PEGIDA, an acronym for Patriotic Europeans against the Islamization of the West, was formed in Germany in 2014, has gained supporters in other Western European countries and has seen a surge capitalizing on anxieties over mass migration. Earlier this month, the group staged rallies in Dresden, Prague,  Amsterdam, Birmingham and elsewhere. Far-right groups see Europe's refugee crisis as an opportunity to broadcast their anti-immigrant message.

There were 208 rallies in Germany in the last quarter of 2015, up from 95 a year earlier, Interior Ministry data showed.

Fires have been set elsewhere over the past year. Arson was suspected at a planned refugee center in Nauen, a town near Berlin. A string of suspected arson fires destroyed planned refugee housing in Sweden.

The Bautzen fire came after a mob in the small town of Clausnitz, also in Saxony, on Thursday screamed "We are the people!" and "Go home!" as they blocked a bus carrying asylum-seekers outside a new refugee home.

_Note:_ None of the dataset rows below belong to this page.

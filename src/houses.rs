//! The spatial house registry.
//!
//! Houses are placed uniformly at random in a `gridSize` square and each one
//! independently gets an insecticide-treated net with probability
//! `itnCoverage`. Houses never move and never disappear; a `HouseId` is the
//! index of the house in the registry.
use std::fmt;

use log::{debug, trace};
use serde::Serialize;

use crate::context::Context;
use crate::define_data_plugin;
use crate::define_rng;
use crate::error::SimulationError;
use crate::parameters::ContextParametersExt;
use crate::random::ContextRandomExt;

define_rng!(HouseRng);

#[derive(Copy, Clone, Debug, PartialEq, Eq, PartialOrd, Ord, Hash, Serialize)]
pub struct HouseId(pub usize);

impl fmt::Display for HouseId {
    fn fmt(&self, f: &mut fmt::Formatter<'_>) -> fmt::Result {
        write!(f, "{}", self.0)
    }
}

#[derive(Clone, Debug, PartialEq)]
pub struct House {
    pub id: HouseId,
    pub x: f64,
    pub y: f64,
    pub has_itn: bool,
}

impl House {
    #[must_use]
    pub fn distance_to(&self, other: &House) -> f64 {
        (self.x - other.x).hypot(self.y - other.y)
    }
}

struct HousesData {
    houses: Vec<House>,
}

define_data_plugin!(HousesPlugin, HousesData, HousesData { houses: Vec::new() });

pub trait ContextHousesExt {
    /// Add a house at a fixed position. `init` places houses randomly; this
    /// is for building hand-made layouts.
    fn add_house(&mut self, x: f64, y: f64, has_itn: bool) -> HouseId;

    fn get_house_count(&self) -> usize;

    /// All houses in id order
    fn get_houses(&self) -> &[House];

    /// # Errors
    ///
    /// Returns a `ComputationError` if no house has this id.
    fn get_house(&self, house_id: HouseId) -> Result<&House, SimulationError>;

    /// # Errors
    ///
    /// Returns a `ComputationError` if no house has this id.
    fn house_has_itn(&self, house_id: HouseId) -> Result<bool, SimulationError> {
        Ok(self.get_house(house_id)?.has_itn)
    }

    /// Euclidean distance between two houses
    ///
    /// # Errors
    ///
    /// Returns a `ComputationError` if either house does not exist.
    fn house_distance(&self, a: HouseId, b: HouseId) -> Result<f64, SimulationError> {
        Ok(self.get_house(a)?.distance_to(self.get_house(b)?))
    }
}

impl ContextHousesExt for Context {
    fn add_house(&mut self, x: f64, y: f64, has_itn: bool) -> HouseId {
        let houses = &mut self.get_data_container_mut(HousesPlugin).houses;
        let id = HouseId(houses.len());
        houses.push(House { id, x, y, has_itn });
        id
    }

    fn get_house_count(&self) -> usize {
        self.get_data_container(HousesPlugin)
            .map_or(0, |data| data.houses.len())
    }

    fn get_houses(&self) -> &[House] {
        self.get_data_container(HousesPlugin)
            .map(|data| data.houses.as_slice())
            .unwrap_or_default()
    }

    fn get_house(&self, house_id: HouseId) -> Result<&House, SimulationError> {
        self.get_houses().get(house_id.0).ok_or_else(|| {
            SimulationError::computation(format!("house {house_id} does not exist"))
        })
    }
}

/// Place `numHouses` houses and assign nets.
///
/// # Errors
///
/// Returns a `ConfigurationError` if the parameters were not set.
pub fn init(context: &mut Context) -> Result<(), SimulationError> {
    trace!("initializing houses");
    let parameters = context.get_parameters()?;
    let (num_houses, grid_size, itn_coverage) = (
        parameters.num_houses,
        parameters.grid_size,
        parameters.itn_coverage,
    );

    let mut protected = 0;
    for _ in 0..num_houses {
        let x = context.sample_range(HouseRng, 0.0..grid_size);
        let y = context.sample_range(HouseRng, 0.0..grid_size);
        let has_itn = context.sample_bool(HouseRng, itn_coverage);
        protected += usize::from(has_itn);
        context.add_house(x, y, has_itn);
    }
    debug!("placed {num_houses} houses, {protected} with nets");
    Ok(())
}

#[cfg(test)]
mod tests {
    use assert_approx_eq::assert_approx_eq;

    use super::*;
    use crate::parameters::ScenarioInput;

    fn setup(num_houses: i64, itn_coverage: f64, seed: u64) -> Context {
        let mut context = Context::new();
        context.init_random(seed);
        context
            .init_parameters(&ScenarioInput {
                num_houses,
                itn_coverage,
                ..ScenarioInput::default()
            })
            .unwrap();
        init(&mut context).unwrap();
        context
    }

    #[test]
    fn houses_are_placed_in_the_grid() {
        let context = setup(200, 0.0, 42);
        assert_eq!(context.get_house_count(), 200);
        for (index, house) in context.get_houses().iter().enumerate() {
            assert_eq!(house.id, HouseId(index));
            assert!((0.0..100.0).contains(&house.x));
            assert!((0.0..100.0).contains(&house.y));
            assert!(!house.has_itn);
        }
    }

    #[test]
    fn full_coverage_protects_every_house() {
        let context = setup(50, 1.0, 7);
        assert!(context.get_houses().iter().all(|house| house.has_itn));
    }

    #[test]
    fn partial_coverage_is_bernoulli() {
        let context = setup(2000, 0.3, 7);
        let protected = context
            .get_houses()
            .iter()
            .filter(|house| house.has_itn)
            .count();
        // The expected value is 600.
        assert!((500..700).contains(&protected), "{protected}");
    }

    #[test]
    fn placement_is_reproducible() {
        let first = setup(20, 0.5, 11);
        let second = setup(20, 0.5, 11);
        assert_eq!(first.get_houses(), second.get_houses());
    }

    #[test]
    fn distance_and_lookup() {
        let mut context = Context::new();
        let a = context.add_house(0.0, 0.0, false);
        let b = context.add_house(3.0, 4.0, true);
        assert_approx_eq!(context.house_distance(a, b).unwrap(), 5.0);
        assert!(context.house_has_itn(b).unwrap());
        assert!(matches!(
            context.get_house(HouseId(2)),
            Err(SimulationError::ComputationError(_))
        ));
    }

    #[test]
    fn missing_parameters_is_an_error() {
        let mut context = Context::new();
        context.init_random(1);
        assert!(init(&mut context).is_err());
    }
}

Police drew criticism in that case for roughly hauling some migrants off the bus into the building — which they insist was necessary to prevent the situation from escalating — and for saying that some of the migrants had made provocative gestures.

Saxony Governor Stanislaw Tillich called the two incidents "appalling and shocking" and described the perpetrators as "criminals."

"This is abhorrent and disgusting," Tillich told the Funke newspaper group. He pledged that authorities will investigate and "bring everyone responsible to account."

Interior Minister Thomas de Maiziere said that everyone in Germany is entitled to express their concerns "but there is a threshold of decency and law that must not be crossed — and this threshold was clearly crossed in the incidents in Saxony," the news agency dpa reported.

"It is completely unacceptable for people who are seeking protection from persecution here to be greeted with hatred and agitation," de Maiziere added.

Later Sunday, the minister defended police actions in Clausnitz, saying they were right to get all the migrants off the bus quickly and into the building. If the bus had been backed away from the refugee home, "these bawling people would have had their way," de Maiziere said on ARD television.